Le problème, c’est qu’on semble incapable de mener plusieurs projets de front.

Faudra-t-il attendre l’inauguration d’une nouvelle station de la ligne bleue dans sept ans avant de débuter un autre grand projet ?

L’urgence climatique n’est pas la seule raison qui devrait nous convaincre d’appuyer sur l’accélérateur. Dans la grande région métropolitaine, les 25 prochaines années seront marquées par trois chantiers de réfection majeurs : le pont-tunnel Louis-Hippolyte La Fontaine, l’autoroute Ville-Marie et l’autoroute Métropolitaine (la 40).

Des travaux, précisons-le, financés à 100 % par Québec, qui ne finance que 85 % des travaux de réfection des infrastructures de transport collectif. Voilà une aberration à corriger rapidement pour qu’on puisse rajeunir notre métro qui, faut-il le rappeler, a le même âge que le pont-tunnel et la métropolitaine : 50 ans.
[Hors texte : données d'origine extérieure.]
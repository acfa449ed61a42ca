//! Connection fanout for local sockets, bridged to the replication bus.
//!
//! ```text
//!  socket ─ClientMessage─► handle_client ─► DocumentHandle (apply)
//!                                │
//!                                ├─► broadcast_content ─► every ClientHandle of the doc
//!                                └─► bus.publish(BusEnvelope)
//!
//!  bus listener ─► on_bus_message ─► DocumentHandle (apply) ─► broadcast_content
//! ```
//!
//! An instance also receives its own publications; those are dropped by
//! event id, and edits whose operations are all known already are dropped
//! as no-ops. Events from the bus are never relayed. The only publications
//! they trigger are state transfers:
//!
//! - **Hydration** — an instance that loads a document from the store asks
//!   its siblings for their state, which may hold edits not yet saved.
//! - **Lag** — a listener that lost messages asks again for every document
//!   it holds and offers its own state.
//! - **Lineage mismatch** — a message from before a rollback is answered
//!   with the current state; one from after a rollback this instance missed
//!   triggers a request.
//!
//! Content frames carry the document revision that produced them. Each
//! handle remembers the last revision it queued and drops older frames,
//! so a client always ends on the latest text even when two tasks
//! broadcast concurrently.

use std::collections::{HashMap, HashSet, VecDeque};
use std::fmt;
use std::sync::atomic::{AtomicU64, Ordering};
use std::sync::Arc;

use tokio::sync::{mpsc, Mutex, RwLock};
use uuid::Uuid;

use crate::bus::{BusEnvelope, ReplicationBus, Replicated};
use crate::protocol::{ClientMessage, DocumentId, ProtocolError, ServerMessage};
use crate::registry::{DocumentHandle, DocumentRegistry, LineageMatch, RegistryError};
use crate::replica::{Lineage, Operation, ReplicaId, ReplicaState};
use crate::snapshot::SnapshotCoordinator;
use crate::storage::{DocumentStore, StoreError};

/// Remembered bus event ids, oldest evicted first.
const SEEN_EVENTS_CAPACITY: usize = 4096;

/// Result of queueing a frame on a [`ClientHandle`].
#[derive(Debug, Clone, Copy, PartialEq, Eq)]
pub enum Delivery {
    Sent,
    /// A frame from a later revision was already queued
    Superseded,
    /// Connection gone or not keeping up
    Closed,
}

/// Outbound side of one local connection.
///
/// Frames are pre-encoded JSON, shared between all recipients of a broadcast.
#[derive(Debug, Clone)]
pub struct ClientHandle {
    id: Uuid,
    sender: mpsc::Sender<Arc<str>>,
    /// Revision of the last content frame queued
    revision: Arc<parking_lot::Mutex<Option<u64>>>,
}

impl ClientHandle {
    pub fn new(sender: mpsc::Sender<Arc<str>>) -> Self {
        Self {
            id: Uuid::new_v4(),
            sender,
            revision: Arc::new(parking_lot::Mutex::new(None)),
        }
    }

    /// A handle plus the receiving end its connection task drains.
    pub fn channel(capacity: usize) -> (Self, mpsc::Receiver<Arc<str>>) {
        let (sender, receiver) = mpsc::channel(capacity);
        (Self::new(sender), receiver)
    }

    pub fn id(&self) -> Uuid {
        self.id
    }

    /// Queue a frame without waiting. `false` when the connection is gone
    /// or not keeping up.
    pub fn deliver(&self, frame: Arc<str>) -> bool {
        self.sender.try_send(frame).is_ok()
    }

    /// Queue a content frame produced by `revision`, unless a frame from a
    /// later revision was queued before.
    ///
    /// The check and the send happen under one lock, so content frames
    /// enter the queue in revision order. Frames of equal revision carry
    /// the same text and are all queued.
    pub fn deliver_revision(&self, revision: u64, frame: Arc<str>) -> Delivery {
        let mut last = self.revision.lock();
        if last.is_some_and(|last| revision < last) {
            return Delivery::Superseded;
        }
        match self.sender.try_send(frame) {
            Ok(()) => {
                *last = Some(revision);
                Delivery::Sent
            }
            Err(_) => Delivery::Closed,
        }
    }
}

/// Hub errors.
#[derive(Debug, Clone)]
pub enum HubError {
    Registry(RegistryError),
    Store(StoreError),
    Protocol(ProtocolError),
}

impl fmt::Display for HubError {
    fn fmt(&self, f: &mut fmt::Formatter<'_>) -> fmt::Result {
        match self {
            HubError::Registry(e) => write!(f, "Registry error: {e}"),
            HubError::Store(e) => write!(f, "Store error: {e}"),
            HubError::Protocol(e) => write!(f, "Protocol error: {e}"),
        }
    }
}

impl std::error::Error for HubError {}

impl From<RegistryError> for HubError {
    fn from(e: RegistryError) -> Self {
        HubError::Registry(e)
    }
}

impl From<StoreError> for HubError {
    fn from(e: StoreError) -> Self {
        HubError::Store(e)
    }
}

impl From<ProtocolError> for HubError {
    fn from(e: ProtocolError) -> Self {
        HubError::Protocol(e)
    }
}

/// Statistics for monitoring hub health.
#[derive(Debug, Clone, Default, PartialEq, Eq)]
pub struct HubStats {
    pub delivered: u64,
    /// Content frames dropped because a newer one was already queued
    pub superseded: u64,
    pub dropped_handles: u64,
    pub published: u64,
    pub publish_failures: u64,
    pub bus_applied: u64,
    pub echoes_suppressed: u64,
    /// Times the bus listener lost messages or its subscription
    pub lag_events: u64,
    pub sync_requests: u64,
    pub states_sent: u64,
    pub active_documents: usize,
    pub connections: usize,
}

/// Lock-free counters, read through [`FanoutHub::stats`].
#[derive(Default)]
struct AtomicHubStats {
    delivered: AtomicU64,
    superseded: AtomicU64,
    dropped_handles: AtomicU64,
    published: AtomicU64,
    publish_failures: AtomicU64,
    bus_applied: AtomicU64,
    echoes_suppressed: AtomicU64,
    lag_events: AtomicU64,
    sync_requests: AtomicU64,
    states_sent: AtomicU64,
}

/// Bounded set of recently seen bus event ids.
#[derive(Debug, Default)]
struct SeenEvents {
    order: VecDeque<Uuid>,
    ids: HashSet<Uuid>,
}

impl SeenEvents {
    /// Record `id`; `false` if it was already present.
    fn insert(&mut self, id: Uuid) -> bool {
        if !self.ids.insert(id) {
            return false;
        }
        self.order.push_back(id);
        if self.order.len() > SEEN_EVENTS_CAPACITY {
            if let Some(oldest) = self.order.pop_front() {
                self.ids.remove(&oldest);
            }
        }
        true
    }
}

/// Per-document local connection sets plus the bus bridge.
pub struct FanoutHub {
    registry: Arc<DocumentRegistry>,
    snapshots: Arc<SnapshotCoordinator>,
    store: Arc<dyn DocumentStore>,
    bus: Arc<dyn ReplicationBus>,
    connections: RwLock<HashMap<DocumentId, HashMap<Uuid, ClientHandle>>>,
    seen: Mutex<SeenEvents>,
    stats: AtomicHubStats,
}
Il a besoin d’une sérieuse mise à niveau lui aussi.

À l’heure qu’il est, nos spécialistes de la planification des transports collectifs et de la mobilité devraient donc être en train de s’assurer qu’il y a suffisamment d’options dans la région métropolitaine pour se déplacer rapidement et confortablement au cours des 25 prochaines années. En même temps, ils devraient planifier les grands projets de transport des 50 prochaines années. Est-ce trop demander ?

Cette incapacité à marcher et mâcher de la gomme en même temps met en lumière les deux points faibles que sont la gouvernance et le financement des transports publics au Québec.

On tourne autour du pot depuis trop longtemps : Montréal devra se décider à utiliser les pouvoirs de taxation à sa disposition pour créer un fonds dédié au financement des grands projets de transports collectifs. L’inertie dans ce dossier nous fait mal. Il faudra également s’attaquer au tabou de la politisation de nos transports collectifs. Le développement d’un axe de transport doit reposer sur des données probantes, pas sur la couleur politique ou l’humeur changeante des gouvernements.

Rectificatif
Le texte a été modifié afin de corriger le nombre de maires de Montréal depuis que le SRB Pie-IX a été inscrit dans le plan de transport de la Ville, en 2007, soit cinq et non sept.